EXERCISE INSTRUCTIONS: In the listing below, every line with the word "trace" needs to be copied.

INFORMATION GIVEN:
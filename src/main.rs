//! Daily systematic BTC bot for Aster perpetuals.
//!
//! One sizing decision per UTC day: dual-momentum direction, volatility
//! targeting, drawdown de-risking, and a daily-loss kill switch, with
//! decision state persisted across restarts.

mod accounting;
mod config;
mod engine;
mod exchange;
mod gate;
mod state;
mod strategy;

use std::path::PathBuf;

use anyhow::{Context, Result};
use clap::{Parser, Subcommand};
use tracing::{info, Level};
use tracing_subscriber::FmtSubscriber;

use crate::config::{Config, VenueMode};
use crate::engine::Engine;
use crate::exchange::{AsterExchange, Exchange, PaperExchange};
use crate::state::StateStore;
use crate::strategy::max_drawdown;

/// Daily BTC trend bot CLI.
#[derive(Parser)]
#[command(name = "asterbot")]
#[command(about = "Daily systematic BTC position sizing with risk overlays", long_about = None)]
struct Cli {
    /// Configuration file path
    #[arg(short, long, default_value = "config.json")]
    config: PathBuf,

    /// Log level (trace, debug, info, warn, error)
    #[arg(short, long, default_value = "info")]
    log_level: String,

    #[command(subcommand)]
    command: Commands,
}

#[derive(Subcommand)]
enum Commands {
    /// Run one decision cycle and print the outcome
    Once,

    /// Run cycles continuously on the configured poll cadence
    Run,

    /// Show the loaded configuration
    Config,

    /// Show the persisted bot state
    Status,
}

#[tokio::main]
async fn main() -> Result<()> {
    dotenvy::dotenv().ok();
    let cli = Cli::parse();

    // Setup logging
    let log_level = match cli.log_level.to_lowercase().as_str() {
        "trace" => Level::TRACE,
        "debug" => Level::DEBUG,
        "warn" => Level::WARN,
        "error" => Level::ERROR,
        _ => Level::INFO,
    };

    let subscriber = FmtSubscriber::builder()
        .with_max_level(log_level)
        .with_target(false)
        .finish();
    tracing::subscriber::set_global_default(subscriber)?;

    let config = Config::load(&cli.config)?;

    match cli.command {
        Commands::Once => {
            let mut engine = Engine::new(config.clone(), build_exchange(&config)?)?;
            let outcome = engine.run_once().await?;
            println!("{}", serde_json::to_string_pretty(&outcome)?);
        }

        Commands::Run => {
            info!(
                symbol = %config.symbol,
                mode = %config.mode,
                poll_seconds = config.poll_seconds,
                "Starting bot"
            );

            println!("\n=== Aster Daily BTC Bot ===");
            println!("Symbol:          {}", config.symbol);
            println!("Mode:            {}", config.mode);
            println!("Poll interval:   {}s", config.poll_seconds);
            println!(
                "Decision buffer: {}m after UTC midnight",
                config.decision_buffer_minutes
            );
            println!("\nPress Ctrl+C to stop.\n");

            let mut engine = Engine::new(config.clone(), build_exchange(&config)?)?;
            engine.run().await?;
        }

        Commands::Config => {
            println!("\n=== Bot Configuration ===\n");
            println!("Symbol:               {}", config.symbol);
            println!("Enabled:              {}", config.enabled);
            println!("Mode:                 {}", config.mode);
            println!("Poll Interval:        {}s", config.poll_seconds);
            println!("Decision Buffer:      {}m", config.decision_buffer_minutes);
            println!("State Path:           {}", config.state_path.display());

            println!("\nRisk:");
            println!(
                "  Max Daily Loss:     {:.1}%",
                config.risk.max_daily_loss_pct * 100.0
            );
            println!("  Notional:           ${:.2}", config.risk.notional_usd);

            let s = &config.strategy;
            println!("\nStrategy:");
            println!(
                "  Momentum Windows:   {}d / {}d",
                s.momentum_short, s.momentum_long
            );
            println!("  Trend Window:       {}d", s.trend_window);
            println!("  Vol Window:         {}d", s.vol_window);
            println!("  Target Vol:         {:.0}%", s.target_vol * 100.0);
            println!(
                "  Drawdown Tiers:     {:.0}% / {:.0}%",
                s.drawdown_tier1 * 100.0,
                s.drawdown_tier2 * 100.0
            );
            println!("  Max Leverage:       {:.1}x", s.max_leverage);
        }

        Commands::Status => {
            let store = StateStore::new(config.state_path.clone());
            let state = store.load()?;

            println!("\n=== Bot Status ===");
            println!("Halted:           {}", if state.halted { "YES" } else { "no" });
            println!(
                "Last Decision:    {}",
                state
                    .last_decision_day
                    .map(|d| d.to_string())
                    .unwrap_or_else(|| "never".to_string())
            );
            println!(
                "Last Mark Price:  {}",
                state
                    .last_price
                    .map(|p| format!("{:.2}", p))
                    .unwrap_or_else(|| "none".to_string())
            );

            println!("\n=== Equity ===");
            println!("Current Equity:   {:.4}", state.current_equity());
            println!(
                "Max Drawdown:     {:.2}%",
                max_drawdown(&state.equity_curve) * 100.0
            );
            println!("Recorded Days:    {}", state.daily_returns.len());
            if let Some(ret) = state.daily_returns.last() {
                println!("Last Return:      {:+.4}%", ret * 100.0);
            }
        }
    }

    Ok(())
}

/// Build the venue selected by the configuration.
fn build_exchange(config: &Config) -> Result<Exchange> {
    match config.mode {
        VenueMode::Paper => {
            let paper = config
                .paper
                .as_ref()
                .context("paper mode requires a [paper] section")?;
            Ok(Exchange::Paper(PaperExchange::from_csv(&paper.closes_csv)?))
        }
        VenueMode::Live => {
            let base_url = config
                .live
                .as_ref()
                .map(|l| l.base_url.clone())
                .unwrap_or_else(|| "https://fapi.asterdex.com".to_string());
            Ok(Exchange::Aster(AsterExchange::from_env(base_url)?))
        }
    }
}
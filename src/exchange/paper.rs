//! Paper venue: daily closes from a CSV history file, position held in
//! memory. No orders leave the process.

use std::path::Path;

use anyhow::{bail, Context, Result};
use serde::Deserialize;
use tracing::info;

use super::OrderResult;

/// One row of the close-history file. Extra columns (date, OHLV) are ignored.
#[derive(Debug, Deserialize)]
struct CloseRow {
    #[serde(rename = "Close")]
    close: f64,
}

/// Simulated venue backed by a fixed daily close series.
pub struct PaperExchange {
    closes: Vec<f64>,
    position: f64,
}

impl PaperExchange {
    /// Load the close history from a CSV file with a `Close` column,
    /// oldest row first.
    pub fn from_csv(path: &Path) -> Result<Self> {
        let mut reader = csv::Reader::from_path(path)
            .with_context(|| format!("Failed to open close history {}", path.display()))?;

        let mut closes = Vec::new();
        for row in reader.deserialize() {
            let row: CloseRow = row
                .with_context(|| format!("Malformed row in close history {}", path.display()))?;
            closes.push(row.close);
        }

        if closes.is_empty() {
            bail!("Close history {} contains no rows", path.display());
        }

        info!(bars = closes.len(), path = %path.display(), "Loaded paper close history");
        Ok(Self {
            closes,
            position: 0.0,
        })
    }

    /// Build a venue directly from a close series (tests).
    pub fn with_closes(closes: Vec<f64>) -> Self {
        Self {
            closes,
            position: 0.0,
        }
    }

    pub fn get_mark_price(&self, _symbol: &str) -> Result<f64> {
        match self.closes.last() {
            Some(&px) => Ok(px),
            None => bail!("Paper venue has no price history"),
        }
    }

    pub fn fetch_daily_closes(&self, _symbol: &str, limit: usize) -> Result<Vec<f64>> {
        let start = self.closes.len().saturating_sub(limit);
        Ok(self.closes[start..].to_vec())
    }

    pub fn get_position(&self, _symbol: &str) -> Result<f64> {
        Ok(self.position)
    }

    pub fn set_target_position(
        &mut self,
        symbol: &str,
        target_base_qty: f64,
        reduce_only: bool,
    ) -> Result<OrderResult> {
        let delta = target_base_qty - self.position;
        self.position = target_base_qty;

        Ok(OrderResult {
            ok: true,
            mode: "paper".to_string(),
            symbol: symbol.to_string(),
            target_base_qty,
            delta,
            order_id: None,
            reduce_only,
        })
    }
}

#[cfg(test)]
mod tests {
    use super::*;

    #[test]
    fn test_mark_price_is_latest_close() {
        let venue = PaperExchange::with_closes(vec![100.0, 101.0, 99.5]);
        assert_eq!(venue.get_mark_price("BTCUSDT").unwrap(), 99.5);
    }

    #[test]
    fn test_fetch_closes_tail() {
        let venue = PaperExchange::with_closes(vec![1.0, 2.0, 3.0, 4.0]);
        assert_eq!(
            venue.fetch_daily_closes("BTCUSDT", 2).unwrap(),
            vec![3.0, 4.0]
        );
        // Asking for more than exists returns everything.
        assert_eq!(venue.fetch_daily_closes("BTCUSDT", 10).unwrap().len(), 4);
    }

    #[test]
    fn test_position_tracks_target() {
        let mut venue = PaperExchange::with_closes(vec![100.0]);
        let result = venue.set_target_position("BTCUSDT", 0.5, false).unwrap();
        assert!(result.ok);
        assert_eq!(result.delta, 0.5);
        assert_eq!(venue.get_position("BTCUSDT").unwrap(), 0.5);

        let result = venue.set_target_position("BTCUSDT", -0.25, false).unwrap();
        assert_eq!(result.delta, -0.75);
        assert_eq!(venue.get_position("BTCUSDT").unwrap(), -0.25);
    }

    #[test]
    fn test_from_csv() {
        let path = std::env::temp_dir().join(format!(
            "asterbot_paper_test_{}.csv",
            std::process::id()
        ));
        std::fs::write(
            &path,
            "Date,Open,High,Low,Close\n2024-05-01,99,102,98,100.5\n2024-05-02,100.5,104,100,103.25\n",
        )
        .unwrap();

        let venue = PaperExchange::from_csv(&path).unwrap();
        assert_eq!(venue.get_mark_price("BTCUSDT").unwrap(), 103.25);
        assert_eq!(
            venue.fetch_daily_closes("BTCUSDT", 10).unwrap(),
            vec![100.5, 103.25]
        );

        let _ = std::fs::remove_file(&path);
    }
}
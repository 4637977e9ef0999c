//! Mark-to-market accounting and the daily-loss kill switch.

use tracing::warn;

use crate::state::BotState;

/// What a single mark observation did to the state.
#[derive(Debug, Clone, Copy, PartialEq)]
pub struct MarkOutcome {
    /// The return computed for the interval, None on the first-ever mark
    pub daily_return: Option<f64>,

    /// Whether this observation tripped the kill switch
    pub tripped_kill_switch: bool,
}

/// Update equity/return history from the latest mark price and the position
/// held over the elapsed interval.
///
/// The very first observation only records the price: there is no prior
/// baseline to compute a return from. Afterwards the simple return is
/// `held_position * (price / last_price - 1)` -- the position is signed, so
/// a short profits from a price decline. The position applied is whatever is
/// held *now*, including any change made by the previous cycle's decision;
/// that sequencing is part of the equity-curve semantics and must not change.
///
/// The kill switch trips when the computed return is at or below the
/// negative loss limit. It is never cleared here; unhalting requires manual
/// intervention on the state record.
pub fn mark_to_market(
    state: &mut BotState,
    price: f64,
    held_position: f64,
    max_daily_loss_pct: f64,
) -> MarkOutcome {
    let Some(last_price) = state.last_price else {
        state.last_price = Some(price);
        return MarkOutcome {
            daily_return: None,
            tripped_kill_switch: false,
        };
    };

    let ret = held_position * (price / last_price - 1.0);
    state.daily_returns.push(ret);
    let prev_equity = state.current_equity();
    state.equity_curve.push(prev_equity * (1.0 + ret));
    state.last_price = Some(price);

    let mut tripped = false;
    if ret <= -max_daily_loss_pct.abs() {
        if !state.halted {
            warn!(
                daily_return = ret,
                limit = max_daily_loss_pct,
                "Daily loss limit breached, halting"
            );
            tripped = true;
        }
        state.halted = true;
    }

    MarkOutcome {
        daily_return: Some(ret),
        tripped_kill_switch: tripped,
    }
}
//! Attribute name canonicalization.
//!
//! # Responsibility
//! - Translate external keys (`first_name`, `first-name`, `first name`)
//!   into one PascalCase fragment used to address hooks.
//! - Derive getter/setter hook names from that fragment.
//!
//! # Invariants
//! - Hyphens and underscores are treated exactly like spaces.
//! - Only ASCII letters change case; everything else passes through.
//! - Only spaces are stripped; other whitespace survives canonicalization.

const GETTER_PREFIX: &str = "get";
const SETTER_PREFIX: &str = "set";

/// Returns the PascalCase fragment for an external attribute key.
///
/// `full_name`, `full-name` and `full name` all yield `FullName`.
pub fn canonical_fragment(key: &str) -> String {
    let spaced = key.replace(['-', '_'], " ");

    let mut fragment = String::with_capacity(spaced.len());
    let mut word_start = true;
    for c in spaced.chars() {
        if c == ' ' {
            word_start = true;
            continue;
        }
        if word_start {
            fragment.push(c.to_ascii_uppercase());
        } else {
            fragment.push(c);
        }
        word_start = is_word_delimiter(c);
    }
    fragment
}

/// Hook name consulted by `read` for `key`.
pub fn getter_name(key: &str) -> String {
    format!("{GETTER_PREFIX}{}", canonical_fragment(key))
}

/// Hook name consulted by `write` and `fill` for `key`.
pub fn setter_name(key: &str) -> String {
    format!("{SETTER_PREFIX}{}", canonical_fragment(key))
}

/// Folds a hook name into its lookup key.
///
/// Hook names resolve case-insensitively, so `getFULLNAME` and `getFullName`
/// address the same hook.
pub(crate) fn hook_lookup_key(hook_name: &str) -> String {
    hook_name.to_ascii_lowercase()
}

// Spaces are handled by the caller; these are the remaining word breaks.
fn is_word_delimiter(c: char) -> bool {
    matches!(c, '\t' | '\r' | '\n' | '\u{0B}' | '\u{0C}')
}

TASK RESULT:
    /// Log level (trace, debug, info, warn, error)
        "trace" => Level::TRACE,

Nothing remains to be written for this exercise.